RADICAL plans for a shake-up of the county’s education system have been branded “short-sighted”.
At a special meeting of Mold Town Council on Wednesday councillors said Flintshire Council had failed to take into account upcoming planning changes in the Unitary Development Plan.
Education chiefs have drawn up a list of options to deal with the growing number of surplus places in the county’s secondary schools.
Options currently out for consultation include closing both Argoed High School in Mynydd Isa and John Summers in Queensferry.
But Mold councillors said if the schools were closed now they would have to be reopened in a few years to deal with the growing population.
Cllr Chris Bithell, former executive member for education, said: “Looking at the UDP, Deeside is one of the areas that will increase the most in the future with the Gateway to Wales site.
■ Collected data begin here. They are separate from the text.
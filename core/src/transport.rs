//! Request builders and response classifiers for the two protocol
//! generations.
//!
//! # Design
//! Every function here is pure: builders turn an endpoint, credentials and
//! session state into an `HttpRequest`, and classifiers turn the sender's
//! outcome into either payload bytes or a protocol error. The context layer
//! wires them to the sender, so both protocols share one I/O path while
//! keeping their error conventions apart.
//!
//! - Legacy (`CMD_*`): basic auth on every call, `json=yes` query flag,
//!   form-urlencoded body under a `Content-Type: application/json` header.
//!   A non-empty `error` in the envelope is a failure on any status.
//! - Modern (`/api/*`): JSON body, session cookie plus `X-CSRFToken` when a
//!   session exists, basic auth otherwise. 2xx bodies are always the real
//!   payload; only non-2xx bodies are read as `{type, message}`.

use serde::de::DeserializeOwned;
use serde::{Deserialize, Serialize};
use serde_json::Value;
use url::{form_urlencoded, Url};
use uuid::Uuid;

use crate::error::{Error, Result};
use crate::http::{HttpMethod, HttpRequest};
use crate::session::{Credentials, SessionStore};
use crate::translate::lenient_string;

const JSON: &str = "application/json";
const CSRF_HEADER: &str = "X-CSRFToken";

/// A remote endpoint: a path relative to the protocol root plus query pairs.
///
/// `"API_SHOW_USER_USAGE?bytes=yes"` and
/// `Endpoint::new("API_SHOW_USER_USAGE").query("bytes", "yes")` are
/// equivalent.
#[derive(Debug, Clone, PartialEq, Eq)]
pub struct Endpoint {
    path: String,
    query: Vec<(String, String)>,
    session_required: bool,
}

impl Endpoint {
    pub fn new(path: impl Into<String>) -> Self {
        let path = path.into();
        match path.split_once('?') {
            Some((path, query)) => Self {
                path: path.to_string(),
                query: form_urlencoded::parse(query.as_bytes()).into_owned().collect(),
                session_required: false,
            },
            None => Self {
                path,
                query: Vec::new(),
                session_required: false,
            },
        }
    }

    pub fn query(mut self, key: impl Into<String>, value: impl Into<String>) -> Self {
        self.query.push((key.into(), value.into()));
        self
    }

    /// Mark a modern endpoint that rejects basic auth, so a session is
    /// established before the call.
    pub fn session_required(mut self) -> Self {
        self.session_required = true;
        self
    }

    pub fn path(&self) -> &str {
        &self.path
    }

    pub fn query_pairs(&self) -> &[(String, String)] {
        &self.query
    }

    pub fn requires_session(&self) -> bool {
        self.session_required
    }
}

impl From<&str> for Endpoint {
    fn from(path: &str) -> Self {
        Endpoint::new(path)
    }
}

impl From<String> for Endpoint {
    fn from(path: String) -> Self {
        Endpoint::new(path)
    }
}

/// Ordered form fields for a legacy request body.
#[derive(Debug, Clone, Default, PartialEq, Eq)]
pub struct Form {
    pairs: Vec<(String, String)>,
}

impl Form {
    pub fn new() -> Self {
        Self::default()
    }

    pub fn with(mut self, key: impl Into<String>, value: impl Into<String>) -> Self {
        self.push(key, value);
        self
    }

    pub fn push(&mut self, key: impl Into<String>, value: impl Into<String>) {
        self.pairs.push((key.into(), value.into()));
    }

    pub fn extend<K, V>(&mut self, pairs: impl IntoIterator<Item = (K, V)>)
    where
        K: Into<String>,
        V: Into<String>,
    {
        for (key, value) in pairs {
            self.push(key, value);
        }
    }

    /// First value for `key`.
    pub fn get(&self, key: &str) -> Option<&str> {
        self.pairs
            .iter()
            .find(|(k, _)| k == key)
            .map(|(_, v)| v.as_str())
    }

    pub fn is_empty(&self) -> bool {
        self.pairs.is_empty()
    }

    pub fn encode(&self) -> String {
        form_urlencoded::Serializer::new(String::new())
            .extend_pairs(self.pairs.iter())
            .finish()
    }
}

impl IntoIterator for Form {
    type Item = (String, String);
    type IntoIter = std::vec::IntoIter<(String, String)>;

    fn into_iter(self) -> Self::IntoIter {
        self.pairs.into_iter()
    }
}

impl<K: Into<String>, V: Into<String>> FromIterator<(K, V)> for Form {
    fn from_iter<I: IntoIterator<Item = (K, V)>>(iter: I) -> Self {
        let mut form = Form::new();
        form.extend(iter);
        form
    }
}

impl Form {
    /// Flatten a serializable struct into form fields, sorted by key.
    /// Strings are sent as-is, other scalars as their JSON text, and `null`
    /// fields are left out.
    pub fn from_serializable<T: Serialize>(value: &T) -> Result<Self> {
        let Value::Object(fields) = serde_json::to_value(value).map_err(Error::Serialization)? else {
            return Err(Error::InvalidInput("form body must serialize to an object".to_string()));
        };
        let mut form = Form::new();
        for (key, value) in fields {
            match value {
                Value::Null => {}
                Value::String(s) => form.push(key, s),
                other => form.push(key, other.to_string()),
            }
        }
        Ok(form)
    }
}

/// Serialize a modern request body.
pub fn json_body<T: Serialize>(value: &T) -> Result<Value> {
    serde_json::to_value(value).map_err(Error::Serialization)
}

/// Generic legacy envelope. Fields are read leniently because some commands
/// put numbers or objects where others put strings.
#[derive(Debug, Clone, Default, PartialEq, Eq, Deserialize)]
pub struct LegacyEnvelope {
    #[serde(default, deserialize_with = "lenient_string")]
    pub error: String,
    #[serde(default, deserialize_with = "lenient_string")]
    pub result: String,
    #[serde(default, deserialize_with = "lenient_string")]
    pub success: String,
    #[serde(default, deserialize_with = "lenient_string")]
    pub details: String,
}

impl LegacyEnvelope {
    /// `Some` only for a JSON object; list-shaped bodies carry no envelope.
    pub fn probe(body: &[u8]) -> Option<Self> {
        match serde_json::from_slice::<Value>(body).ok()? {
            value @ Value::Object(_) => serde_json::from_value(value).ok(),
            _ => None,
        }
    }

    pub fn is_error(&self) -> bool {
        !self.error.is_empty()
    }

    /// Check the `success` string of a 2xx reply. On mismatch the error
    /// carries `result`, or `success` when the panel left `result` empty.
    pub fn expect_success(&self, operation: &str, expected: &str) -> Result<()> {
        if self.success == expected {
            return Ok(());
        }
        Err(Error::unexpected(operation, self.returned()))
    }

    /// Like [`expect_success`](Self::expect_success) for commands that report
    /// their outcome in `result` instead.
    pub fn expect_result(&self, operation: &str, expected: &str) -> Result<()> {
        if self.result == expected {
            return Ok(());
        }
        Err(Error::unexpected(operation, self.returned()))
    }

    fn returned(&self) -> String {
        if self.result.is_empty() {
            self.success.clone()
        } else {
            self.result.clone()
        }
    }

    fn into_error(self) -> Error {
        Error::Legacy {
            error: self.error,
            result: self.result,
        }
    }
}

/// Modern error envelope, only meaningful on a non-2xx response.
#[derive(Debug, Clone, Default, PartialEq, Eq, Deserialize)]
pub struct ModernEnvelope {
    #[serde(default, rename = "type")]
    pub kind: String,
    #[serde(default)]
    pub message: String,
}

/// Renders the base URL without a trailing slash, the form used both for
/// joining endpoint paths and as the `Referer` value.
pub fn base_str(base: &Url) -> &str {
    base.as_str().trim_end_matches('/')
}

fn join(base: &Url, prefix: &str, endpoint: &Endpoint) -> Result<Url> {
    let path = endpoint.path().trim_start_matches('/');
    let mut url = Url::parse(&format!("{}/{prefix}{path}", base_str(base)))?;
    if !endpoint.query_pairs().is_empty() {
        url.query_pairs_mut().extend_pairs(endpoint.query_pairs().iter());
    }
    Ok(url)
}

pub fn legacy_url(base: &Url, endpoint: &Endpoint) -> Result<Url> {
    let mut url = join(base, "CMD_", endpoint)?;
    url.query_pairs_mut().append_pair("json", "yes");
    Ok(url)
}

pub fn modern_url(base: &Url, endpoint: &Endpoint) -> Result<Url> {
    join(base, "api/", endpoint)
}

/// Build a legacy request. Authentication is always basic auth.
pub fn build_legacy_request(
    base: &Url,
    credentials: &Credentials,
    method: HttpMethod,
    endpoint: &Endpoint,
    form: Option<&Form>,
) -> Result<HttpRequest> {
    let url = legacy_url(base, endpoint)?;
    Ok(HttpRequest {
        method,
        url: url.into(),
        headers: vec![
            ("Content-Type".to_string(), JSON.to_string()),
            ("Authorization".to_string(), credentials.basic_auth()),
        ],
        body: form.map(|form| form.encode().into_bytes()),
    })
}

/// Classify the sender's outcome for a legacy call.
///
/// A non-empty envelope `error` is a failure on any status. A non-2xx without
/// one surfaces the status error unchanged.
pub fn classify_legacy(outcome: Result<Vec<u8>>) -> Result<Vec<u8>> {
    match outcome {
        Ok(body) => match LegacyEnvelope::probe(&body) {
            Some(envelope) if envelope.is_error() => Err(envelope.into_error()),
            _ => Ok(body),
        },
        Err(Error::Status { status, body }) => match LegacyEnvelope::probe(&body) {
            Some(envelope) if envelope.is_error() => Err(envelope.into_error()),
            _ => Err(Error::Status { status, body }),
        },
        Err(other) => Err(other),
    }
}

/// Build a modern request with a JSON body.
pub fn build_modern_request(
    base: &Url,
    credentials: &Credentials,
    store: &SessionStore,
    method: HttpMethod,
    endpoint: &Endpoint,
    body: Option<&Value>,
) -> Result<HttpRequest> {
    let body = body
        .map(serde_json::to_vec)
        .transpose()
        .map_err(Error::Serialization)?;
    modern_request(base, credentials, store, method, endpoint, body, JSON)
}

/// Build a multipart upload. Response handling follows the modern protocol.
pub fn build_upload_request(
    base: &Url,
    credentials: &Credentials,
    store: &SessionStore,
    method: HttpMethod,
    endpoint: &Endpoint,
    body: Vec<u8>,
    content_type: &str,
) -> Result<HttpRequest> {
    modern_request(base, credentials, store, method, endpoint, Some(body), content_type)
}

fn modern_request(
    base: &Url,
    credentials: &Credentials,
    store: &SessionStore,
    method: HttpMethod,
    endpoint: &Endpoint,
    body: Option<Vec<u8>>,
    content_type: &str,
) -> Result<HttpRequest> {
    let url = modern_url(base, endpoint)?;
    let mut headers = vec![
        ("Accept".to_string(), JSON.to_string()),
        ("Content-Type".to_string(), content_type.to_string()),
        ("Referer".to_string(), base_str(base).to_string()),
    ];

    if store.has_session(&url) {
        if let Some(cookies) = store.cookie_header(&url) {
            headers.push(("Cookie".to_string(), cookies));
        }
        if method.is_state_changing() {
            if let Some(token) = store.csrf_token(&url) {
                headers.push((CSRF_HEADER.to_string(), token));
            }
        }
    } else {
        headers.push(("Authorization".to_string(), credentials.basic_auth()));
    }

    Ok(HttpRequest {
        method,
        url: url.into(),
        headers,
        body,
    })
}

/// Classify the sender's outcome for a modern call. 2xx bodies pass through
/// untouched.
pub fn classify_modern(outcome: Result<Vec<u8>>) -> Result<Vec<u8>> {
    match outcome {
        Err(Error::Status { status, body }) => {
            match serde_json::from_slice::<ModernEnvelope>(&body) {
                Ok(envelope) if !envelope.kind.is_empty() || !envelope.message.is_empty() => {
                    Err(Error::Modern {
                        kind: envelope.kind,
                        message: envelope.message,
                    })
                }
                _ => Err(Error::Status { status, body }),
            }
        }
        other => other,
    }
}

/// Decode a payload. An empty body decodes as JSON `null`, so `()` and
/// `Option<T>` targets accept it.
pub fn decode<T: DeserializeOwned>(body: &[u8]) -> Result<T> {
    if body.iter().all(u8::is_ascii_whitespace) {
        return serde_json::from_value(Value::Null).map_err(Error::Deserialization);
    }
    serde_json::from_slice(body).map_err(Error::Deserialization)
}

/// Builder for a `multipart/form-data` body.
#[derive(Debug, Clone)]
pub struct MultipartForm {
    boundary: String,
    body: Vec<u8>,
}

impl Default for MultipartForm {
    fn default() -> Self {
        Self::new()
    }
}

impl MultipartForm {
    pub fn new() -> Self {
        Self::with_boundary(format!("directadmin-{}", Uuid::new_v4().simple()))
    }

    pub fn with_boundary(boundary: impl Into<String>) -> Self {
        Self {
            boundary: boundary.into(),
            body: Vec::new(),
        }
    }

    pub fn text(mut self, name: &str, value: &str) -> Self {
        self.open_part();
        self.body.extend_from_slice(
            format!("Content-Disposition: form-data; name=\"{}\"\r\n\r\n", escape_quotes(name)).as_bytes(),
        );
        self.body.extend_from_slice(value.as_bytes());
        self.body.extend_from_slice(b"\r\n");
        self
    }

    pub fn file(mut self, name: &str, filename: &str, data: &[u8]) -> Self {
        self.open_part();
        self.body.extend_from_slice(
            format!(
                "Content-Disposition: form-data; name=\"{}\"; filename=\"{}\"\r\n",
                escape_quotes(name),
                escape_quotes(filename)
            )
            .as_bytes(),
        );
        self.body.extend_from_slice(b"Content-Type: application/octet-stream\r\n\r\n");
        self.body.extend_from_slice(data);
        self.body.extend_from_slice(b"\r\n");
        self
    }

    pub fn content_type(&self) -> String {
        format!("multipart/form-data; boundary={}", self.boundary)
    }

    /// Close the body and return it with its `Content-Type`.
    pub fn finish(mut self) -> (Vec<u8>, String) {
        let content_type = self.content_type();
        self.body
            .extend_from_slice(format!("--{}--\r\n", self.boundary).as_bytes());
        (self.body, content_type)
    }

    fn open_part(&mut self) {
        self.body
            .extend_from_slice(format!("--{}\r\n", self.boundary).as_bytes());
    }
}

fn escape_quotes(value: &str) -> String {
    value.replace('\\', "\\\\").replace('"', "\\\"")
}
“There will be a massive housing development there that will produce hundreds of children. Where will they go to school? They can’t go to Hawarden or Connah’s Quay because they are overflowing.
“If they close John Summers now they will have to reopen it again in a few years. This is very short-sighted.”
The Gateway to Wales project is part of a redevelopment of the old RAF Sealand site, which will see an extension of Deeside Industrial Estate as well as residential developments.
In Buckley there are major housing developments planned for the old brickworks site.
Cllr Geoff Darkins said: “There might be surplus places at the moment, but in a couple of years time we will need the space for all the people moving into Buckley.”
The Elfed High School currently has surplus places of 31 per cent.
The town council acknowledged something had to be done, but said closing Argoed was not a viable option.
Cllr Carolyn Cattermoul said: “Argoed is the fifth best school in Wales. It’s a successful school and you wouldn’t think of scrapping it in your wildest dreams.”
Cllr Bithell added: “Most of these options are non-runners, but these problems are not going to go away
“We can’t carry on as we are because it’s a waste of financial resources and at a time when money is short we have to tackle this.”
The town council refused to support any of the proposed options.